━━ The data

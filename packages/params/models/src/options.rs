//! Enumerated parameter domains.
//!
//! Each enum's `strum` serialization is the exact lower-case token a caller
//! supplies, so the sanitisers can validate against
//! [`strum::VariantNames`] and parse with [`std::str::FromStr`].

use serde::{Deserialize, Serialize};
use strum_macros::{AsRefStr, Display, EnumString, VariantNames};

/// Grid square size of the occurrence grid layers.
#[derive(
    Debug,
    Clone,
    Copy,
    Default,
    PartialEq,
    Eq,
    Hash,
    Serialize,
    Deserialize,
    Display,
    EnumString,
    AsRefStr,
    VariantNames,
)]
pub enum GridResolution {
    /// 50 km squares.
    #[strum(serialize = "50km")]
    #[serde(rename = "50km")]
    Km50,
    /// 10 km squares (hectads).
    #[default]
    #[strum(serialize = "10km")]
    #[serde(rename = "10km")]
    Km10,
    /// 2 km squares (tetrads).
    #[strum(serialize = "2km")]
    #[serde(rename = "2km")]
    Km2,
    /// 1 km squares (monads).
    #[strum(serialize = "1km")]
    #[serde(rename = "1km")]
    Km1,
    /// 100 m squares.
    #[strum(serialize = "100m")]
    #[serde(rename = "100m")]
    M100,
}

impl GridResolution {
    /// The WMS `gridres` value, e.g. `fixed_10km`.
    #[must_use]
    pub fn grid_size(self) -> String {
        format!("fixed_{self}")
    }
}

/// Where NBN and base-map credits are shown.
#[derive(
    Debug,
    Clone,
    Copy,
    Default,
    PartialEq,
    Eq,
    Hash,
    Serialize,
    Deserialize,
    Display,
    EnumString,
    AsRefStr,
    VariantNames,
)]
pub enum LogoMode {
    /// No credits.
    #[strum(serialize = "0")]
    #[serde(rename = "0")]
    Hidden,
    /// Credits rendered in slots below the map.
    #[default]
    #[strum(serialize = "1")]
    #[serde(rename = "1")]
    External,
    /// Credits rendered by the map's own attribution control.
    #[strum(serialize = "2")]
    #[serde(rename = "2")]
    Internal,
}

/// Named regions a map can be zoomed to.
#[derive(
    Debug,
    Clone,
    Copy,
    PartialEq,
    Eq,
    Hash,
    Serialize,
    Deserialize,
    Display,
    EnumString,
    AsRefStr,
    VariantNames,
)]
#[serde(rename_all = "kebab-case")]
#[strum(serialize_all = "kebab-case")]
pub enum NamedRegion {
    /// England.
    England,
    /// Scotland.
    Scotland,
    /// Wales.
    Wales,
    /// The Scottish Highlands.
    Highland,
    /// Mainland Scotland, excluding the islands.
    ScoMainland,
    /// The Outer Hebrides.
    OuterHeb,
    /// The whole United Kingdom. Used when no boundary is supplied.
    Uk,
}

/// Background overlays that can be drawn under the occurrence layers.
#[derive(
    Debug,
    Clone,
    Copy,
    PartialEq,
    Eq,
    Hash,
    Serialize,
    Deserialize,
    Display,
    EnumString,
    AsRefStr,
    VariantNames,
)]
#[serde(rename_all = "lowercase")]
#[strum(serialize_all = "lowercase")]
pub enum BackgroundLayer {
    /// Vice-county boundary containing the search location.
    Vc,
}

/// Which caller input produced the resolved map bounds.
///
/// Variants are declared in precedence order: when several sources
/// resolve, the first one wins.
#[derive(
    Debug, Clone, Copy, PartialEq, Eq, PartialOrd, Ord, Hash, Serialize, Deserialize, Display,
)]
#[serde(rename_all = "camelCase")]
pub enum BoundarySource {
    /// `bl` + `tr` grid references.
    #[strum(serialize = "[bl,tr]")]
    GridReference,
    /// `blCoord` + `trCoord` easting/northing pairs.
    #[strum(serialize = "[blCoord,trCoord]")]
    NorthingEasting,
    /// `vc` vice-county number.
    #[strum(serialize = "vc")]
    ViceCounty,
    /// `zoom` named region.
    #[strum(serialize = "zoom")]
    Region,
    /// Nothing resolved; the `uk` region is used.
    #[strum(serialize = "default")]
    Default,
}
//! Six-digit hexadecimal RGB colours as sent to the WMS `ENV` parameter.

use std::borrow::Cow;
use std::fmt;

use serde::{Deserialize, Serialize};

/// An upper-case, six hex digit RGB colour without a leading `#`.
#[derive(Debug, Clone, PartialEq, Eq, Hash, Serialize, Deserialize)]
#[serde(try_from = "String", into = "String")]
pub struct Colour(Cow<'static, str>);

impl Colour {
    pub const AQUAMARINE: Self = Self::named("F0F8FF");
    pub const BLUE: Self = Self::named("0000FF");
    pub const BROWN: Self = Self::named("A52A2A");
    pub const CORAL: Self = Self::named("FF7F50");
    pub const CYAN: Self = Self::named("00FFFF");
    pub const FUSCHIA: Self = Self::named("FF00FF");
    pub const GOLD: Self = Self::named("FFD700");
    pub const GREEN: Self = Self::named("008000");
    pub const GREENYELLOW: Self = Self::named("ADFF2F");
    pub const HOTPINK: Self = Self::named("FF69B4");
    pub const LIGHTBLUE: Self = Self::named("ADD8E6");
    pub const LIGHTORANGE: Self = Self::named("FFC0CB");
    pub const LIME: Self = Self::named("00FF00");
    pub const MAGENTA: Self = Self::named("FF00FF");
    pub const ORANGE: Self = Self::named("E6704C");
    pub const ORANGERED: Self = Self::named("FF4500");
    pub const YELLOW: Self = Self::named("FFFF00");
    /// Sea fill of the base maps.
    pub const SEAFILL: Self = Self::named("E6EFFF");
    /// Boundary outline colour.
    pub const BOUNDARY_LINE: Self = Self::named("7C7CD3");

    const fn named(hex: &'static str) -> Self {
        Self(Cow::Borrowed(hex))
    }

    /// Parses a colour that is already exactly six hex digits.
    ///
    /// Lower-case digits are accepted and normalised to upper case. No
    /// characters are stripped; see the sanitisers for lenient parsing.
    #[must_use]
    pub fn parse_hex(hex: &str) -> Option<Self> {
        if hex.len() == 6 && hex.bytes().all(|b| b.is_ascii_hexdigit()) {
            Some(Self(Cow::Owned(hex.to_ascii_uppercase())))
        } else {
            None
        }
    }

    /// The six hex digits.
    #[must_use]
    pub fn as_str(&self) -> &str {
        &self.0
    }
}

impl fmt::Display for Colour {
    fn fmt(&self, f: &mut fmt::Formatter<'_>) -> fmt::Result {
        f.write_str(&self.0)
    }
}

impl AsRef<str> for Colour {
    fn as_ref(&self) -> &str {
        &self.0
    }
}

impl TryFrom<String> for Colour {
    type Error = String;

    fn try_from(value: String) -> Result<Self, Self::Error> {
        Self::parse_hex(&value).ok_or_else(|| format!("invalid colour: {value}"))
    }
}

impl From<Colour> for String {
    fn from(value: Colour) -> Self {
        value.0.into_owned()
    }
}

━━━━

#### Task:
Starting at the top of the records, copy every line exactly.

#### Task response:
filename packages/params/models/src/options.rs
//! Enumerated parameter domains.
//!
//! Each enum's `strum` serialization is the exact lower-case token a caller
//! supplies, so the sanitisers can validate against
//! [`strum::VariantNames`] and parse with [`std::str::FromStr`].

use serde::{Deserialize, Serialize};
use strum_macros::{AsRefStr, Display, EnumString, VariantNames};

/// Grid square size of the occurrence grid layers.
#[derive(
    Debug,
    Clone,
    Copy,
    Default,
    PartialEq,
    Eq,
    Hash,
    Serialize,
    Deserialize,
    Display,
    EnumString,
    AsRefStr,
    VariantNames,
)]
pub enum GridResolution {
    /// 50 km squares.
    #[strum(serialize = "50km")]
    #[serde(rename = "50km")]
    Km50,
    /// 10 km squares (hectads).
    #[default]
    #[strum(serialize = "10km")]
    #[serde(rename = "10km")]
    Km10,
    /// 2 km squares (tetrads).
    #[strum(serialize = "2km")]
    #[serde(rename = "2km")]
    Km2,
    /// 1 km squares (monads).
    #[strum(serialize = "1km")]
    #[serde(rename = "1km")]
    Km1,
    /// 100 m squares.
    #[strum(serialize = "100m")]
    #[serde(rename = "100m")]
    M100,
}

impl GridResolution {
    /// The WMS `gridres` value, e.g. `fixed_10km`.
    #[must_use]
    pub fn grid_size(self) -> String {
        format!("fixed_{self}")
    }
}

/// Where NBN and base-map credits are shown.
#[derive(
    Debug,
    Clone,
    Copy,
    Default,
    PartialEq,
    Eq,
    Hash,
    Serialize,
    Deserialize,
    Display,
    EnumString,
    AsRefStr,
    VariantNames,
)]
pub enum LogoMode {
    /// No credits.
    #[strum(serialize = "0")]
    #[serde(rename = "0")]
    Hidden,
    /// Credits rendered in slots below the map.
    #[default]
    #[strum(serialize = "1")]
    #[serde(rename = "1")]
    External,
    /// Credits rendered by the map's own attribution control.
    #[strum(serialize = "2")]
    #[serde(rename = "2")]
    Internal,
}

/// Named regions a map can be zoomed to.
#[derive(
    Debug,
    Clone,
    Copy,
    PartialEq,
    Eq,
    Hash,
    Serialize,
    Deserialize,
    Display,
    EnumString,
    AsRefStr,
    VariantNames,
)]
#[serde(rename_all = "kebab-case")]
#[strum(serialize_all = "kebab-case")]
pub enum NamedRegion {
    /// England.
    England,
    /// Scotland.
    Scotland,
    /// Wales.
    Wales,
    /// The Scottish Highlands.
    Highland,
    /// Mainland Scotland, excluding the islands.
    ScoMainland,
    /// The Outer Hebrides.
    OuterHeb,
    /// The whole United Kingdom. Used when no boundary is supplied.
    Uk,
}

/// Background overlays that can be drawn under the occurrence layers.
#[derive(
    Debug,
    Clone,
    Copy,
    PartialEq,
    Eq,
    Hash,
    Serialize,
    Deserialize,
    Display,
    EnumString,
    AsRefStr,
    VariantNames,
)]
#[serde(rename_all = "lowercase")]
#[strum(serialize_all = "lowercase")]
pub enum BackgroundLayer {
    /// Vice-county boundary containing the search location.
    Vc,
}

/// Which caller input produced the resolved map bounds.
///
/// Variants are declared in precedence order: when several sources
/// resolve, the first one wins.
#[derive(
    Debug, Clone, Copy, PartialEq, Eq, PartialOrd, Ord, Hash, Serialize, Deserialize, Display,
)]
#[serde(rename_all = "camelCase")]
pub enum BoundarySource {
    /// `bl` + `tr` grid references.
    #[strum(serialize = "[bl,tr]")]
    GridReference,
    /// `blCoord` + `trCoord` easting/northing pairs.
    #[strum(serialize = "[blCoord,trCoord]")]
    NorthingEasting,
    /// `vc` vice-county number.
    #[strum(serialize = "vc")]
    ViceCounty,
    /// `zoom` named region.
    #[strum(serialize = "zoom")]
    Region,
    /// Nothing resolved; the `uk` region is used.
    #[strum(serialize = "default")]
    Default,
}
//! Six-digit hexadecimal RGB colours as sent to the WMS `ENV` parameter.

use std::borrow::Cow;
use std::fmt;

use serde::{Deserialize, Serialize};

/// An upper-case, six hex digit RGB colour without a leading `#`.
#[derive(Debug, Clone, PartialEq, Eq, Hash, Serialize, Deserialize)]
#[serde(try_from = "String", into = "String")]
pub struct Colour(Cow<'static, str>);

impl Colour {
    pub const AQUAMARINE: Self = Self::named("F0F8FF");
    pub const BLUE: Self = Self::named("0000FF");
    pub const BROWN: Self = Self::named("A52A2A");
    pub const CORAL: Self = Self::named("FF7F50");
    pub const CYAN: Self = Self::named("00FFFF");
    pub const FUSCHIA: Self = Self::named("FF00FF");
    pub const GOLD: Self = Self::named("FFD700");
    pub const GREEN: Self = Self::named("008000");
    pub const GREENYELLOW: Self = Self::named("ADFF2F");
    pub const HOTPINK: Self = Self::named("FF69B4");
    pub const LIGHTBLUE: Self = Self::named("ADD8E6");
    pub const LIGHTORANGE: Self = Self::named("FFC0CB");
    pub const LIME: Self = Self::named("00FF00");
    pub const MAGENTA: Self = Self::named("FF00FF");
    pub const ORANGE: Self = Self::named("E6704C");
    pub const ORANGERED: Self = Self::named("FF4500");
    pub const YELLOW: Self = Self::named("FFFF00");
    /// Sea fill of the base maps.
    pub const SEAFILL: Self = Self::named("E6EFFF");
    /// Boundary outline colour.
    pub const BOUNDARY_LINE: Self = Self::named("7C7CD3");

    const fn named(hex: &'static str) -> Self {
        Self(Cow::Borrowed(hex))
    }

    /// Parses a colour that is already exactly six hex digits.
    ///
    /// Lower-case digits are accepted and normalised to upper case. No
    /// characters are stripped; see the sanitisers for lenient parsing.
    #[must_use]
    pub fn parse_hex(hex: &str) -> Option<Self> {
        if hex.len() == 6 && hex.bytes().all(|b| b.is_ascii_hexdigit()) {
            Some(Self(Cow::Owned(hex.to_ascii_uppercase())))
        } else {
            None
        }
    }

    /// The six hex digits.
    #[must_use]
    pub fn as_str(&self) -> &str {
        &self.0
    }
}

impl fmt::Display for Colour {
    fn fmt(&self, f: &mut fmt::Formatter<'_>) -> fmt::Result {
        f.write_str(&self.0)
    }
}

impl AsRef<str> for Colour {
    fn as_ref(&self) -> &str {
        &self.0
    }
}

impl TryFrom<String> for Colour {
    type Error = String;

    fn try_from(value: String) -> Result<Self, Self::Error> {
        Self::parse_hex(&value).ok_or_else(|| format!("invalid colour: {value}"))
    }
}

impl From<Colour> for String {
    fn from(value: Colour) -> Self {
        value.0.into_owned()
    }
}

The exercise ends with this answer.